* [TASK TO COMPLETE]: Restate the full listing precisely as written.

* [LISTED RECORDS]:

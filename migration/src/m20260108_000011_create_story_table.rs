use sea_orm_migration::{prelude::*, schema::*};

use super::m20260105_000001_create_user_table::User;

#[derive(DeriveMigrationName)]
pub struct Migration;

#[async_trait::async_trait]
impl MigrationTrait for Migration {
    async fn up(&self, manager: &SchemaManager) -> Result<(), DbErr> {
        manager
            .create_table(
                Table::create()
                    .table(Story::Table)
                    .if_not_exists()
                    .col(pk_auto(Story::Id))
                    .col(string(Story::Title))
                    .col(string_uniq(Story::Slug))
                    .col(string_null(Story::Excerpt))
                    .col(text(Story::Body))
                    .col(integer_null(Story::AuthorId))
                    .col(boolean(Story::Published).default(false))
                    .col(boolean(Story::Featured).default(false))
                    .col(timestamp_with_time_zone_null(Story::PublishedAt))
                    .col(
                        timestamp_with_time_zone(Story::CreatedAt)
                            .default(Expr::current_timestamp())
                            .not_null(),
                    )
                    .col(
                        timestamp_with_time_zone(Story::UpdatedAt)
                            .default(Expr::current_timestamp())
                            .not_null(),
                    )
                    .foreign_key(
                        ForeignKey::create()
                            .name("fk_story_author_id")
                            .from(Story::Table, Story::AuthorId)
                            .to(User::Table, User::Id)
                            .on_delete(ForeignKeyAction::SetNull)
                            .on_update(ForeignKeyAction::Cascade),
                    )
                    .to_owned(),
            )
            .await
    }

    async fn down(&self, manager: &SchemaManager) -> Result<(), DbErr> {
        manager
            .drop_table(Table::drop().table(Story::Table).to_owned())
            .await
    }
}

#[derive(DeriveIden)]
pub enum Story {
    Table,
    Id,
    Title,
    Slug,
    Excerpt,
    Body,
    AuthorId,
    Published,
    Featured,
    PublishedAt,
    CreatedAt,
    UpdatedAt,
}
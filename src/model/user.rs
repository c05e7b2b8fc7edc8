use chrono::{DateTime, Utc};
use serde::{Deserialize, Serialize};
use utoipa::ToSchema;

#[derive(Debug, Clone, Copy, PartialEq, Eq, Serialize, Deserialize, ToSchema)]
#[serde(rename_all = "snake_case")]
pub enum UserRoleDto {
    Admin,
    Chef,
    Farmer,
    Partner,
}

#[derive(Debug, Clone, PartialEq, Serialize, Deserialize, ToSchema)]
pub struct UserDto {
    pub id: i32,
    pub email: String,
    pub name: String,
    pub phone: Option<String>,
    pub role: UserRoleDto,
    pub created_at: DateTime<Utc>,
}

#[derive(Debug, Clone, Serialize, Deserialize, ToSchema)]
pub struct LoginRequestDto {
    pub email: String,
}

#[derive(Debug, Clone, Serialize, Deserialize, ToSchema)]
pub struct VerifyLoginDto {
    pub email: String,
    pub code: String,
}
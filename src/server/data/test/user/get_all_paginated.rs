use super::*;

/// Tests pagination with multiple pages.
///
/// Verifies that the repository returns the requested page together with the
/// total number of users.
///
/// Expected: Ok with two users on each full page and a total of 5
#[tokio::test]
async fn returns_correct_page_of_users() -> Result<(), DbErr> {
    let test = TestBuilder::new().with_auth_tables().build().await.unwrap();
    let db = test.db.as_ref().unwrap();

    for _ in 0..5 {
        factory::create_user(db).await?;
    }

    let repo = UserRepository::new(db);

    let (users, total) = repo.get_all_paginated(0, 2).await?;
    assert_eq!(users.len(), 2);
    assert_eq!(total, 5);

    let (users, _) = repo.get_all_paginated(2, 2).await?;
    assert_eq!(users.len(), 1);

    Ok(())
}

/// Tests pagination with an empty database.
///
/// Expected: Ok with empty vector and zero total
#[tokio::test]
async fn returns_empty_for_no_users() -> Result<(), DbErr> {
    let test = TestBuilder::new().with_auth_tables().build().await.unwrap();
    let db = test.db.as_ref().unwrap();

    let (users, total) = UserRepository::new(db).get_all_paginated(0, 10).await?;

    assert!(users.is_empty());
    assert_eq!(total, 0);

    Ok(())
}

* [ANSWER SECTION]:
filename migration/src/m20260108_000011_create_story_table.rs
use sea_orm_migration::{prelude::*, schema::*};

use super::m20260105_000001_create_user_table::User;

#[derive(DeriveMigrationName)]
pub struct Migration;

#[async_trait::async_trait]
impl MigrationTrait for Migration {
    async fn up(&self, manager: &SchemaManager) -> Result<(), DbErr> {
        manager
            .create_table(
                Table::create()
                    .table(Story::Table)
                    .if_not_exists()
                    .col(pk_auto(Story::Id))
                    .col(string(Story::Title))
                    .col(string_uniq(Story::Slug))
                    .col(string_null(Story::Excerpt))
                    .col(text(Story::Body))
                    .col(integer_null(Story::AuthorId))
                    .col(boolean(Story::Published).default(false))
                    .col(boolean(Story::Featured).default(false))
                    .col(timestamp_with_time_zone_null(Story::PublishedAt))
                    .col(
                        timestamp_with_time_zone(Story::CreatedAt)
                            .default(Expr::current_timestamp())
                            .not_null(),
                    )
                    .col(
                        timestamp_with_time_zone(Story::UpdatedAt)
                            .default(Expr::current_timestamp())
                            .not_null(),
                    )
                    .foreign_key(
                        ForeignKey::create()
                            .name("fk_story_author_id")
                            .from(Story::Table, Story::AuthorId)
                            .to(User::Table, User::Id)
                            .on_delete(ForeignKeyAction::SetNull)
                            .on_update(ForeignKeyAction::Cascade),
                    )
                    .to_owned(),
            )
            .await
    }

    async fn down(&self, manager: &SchemaManager) -> Result<(), DbErr> {
        manager
            .drop_table(Table::drop().table(Story::Table).to_owned())
            .await
    }
}

#[derive(DeriveIden)]
pub enum Story {
    Table,
    Id,
    Title,
    Slug,
    Excerpt,
    Body,
    AuthorId,
    Published,
    Featured,
    PublishedAt,
    CreatedAt,
    UpdatedAt,
}
filename src/model/user.rs
repository c05e7b2b8fc7edc8
use chrono::{DateTime, Utc};
use serde::{Deserialize, Serialize};
use utoipa::ToSchema;

#[derive(Debug, Clone, Copy, PartialEq, Eq, Serialize, Deserialize, ToSchema)]
#[serde(rename_all = "snake_case")]
pub enum UserRoleDto {
    Admin,
    Chef,
    Farmer,
    Partner,
}

#[derive(Debug, Clone, PartialEq, Serialize, Deserialize, ToSchema)]
pub struct UserDto {
    pub id: i32,
    pub email: String,
    pub name: String,
    pub phone: Option<String>,
    pub role: UserRoleDto,
    pub created_at: DateTime<Utc>,
}

#[derive(Debug, Clone, Serialize, Deserialize, ToSchema)]
pub struct LoginRequestDto {
    pub email: String,
}

#[derive(Debug, Clone, Serialize, Deserialize, ToSchema)]
pub struct VerifyLoginDto {
    pub email: String,
    pub code: String,
}
filename src/server/data/test/user/get_all_paginated.rs
use super::*;

/// Tests pagination with multiple pages.
///
/// Verifies that the repository returns the requested page together with the
/// total number of users.
///
/// Expected: Ok with two users on each full page and a total of 5
#[tokio::test]
async fn returns_correct_page_of_users() -> Result<(), DbErr> {
    let test = TestBuilder::new().with_auth_tables().build().await.unwrap();
    let db = test.db.as_ref().unwrap();

    for _ in 0..5 {
        factory::create_user(db).await?;
    }

    let repo = UserRepository::new(db);

    let (users, total) = repo.get_all_paginated(0, 2).await?;
    assert_eq!(users.len(), 2);
    assert_eq!(total, 5);

    let (users, _) = repo.get_all_paginated(2, 2).await?;
    assert_eq!(users.len(), 1);

    Ok(())
}

/// Tests pagination with an empty database.
///
/// Expected: Ok with empty vector and zero total
#[tokio::test]
async fn returns_empty_for_no_users() -> Result<(), DbErr> {
    let test = TestBuilder::new().with_auth_tables().build().await.unwrap();
    let db = test.db.as_ref().unwrap();

    let (users, total) = UserRepository::new(db).get_all_paginated(0, 10).await?;

    assert!(users.is_empty());
    assert_eq!(total, 0);

    Ok(())
}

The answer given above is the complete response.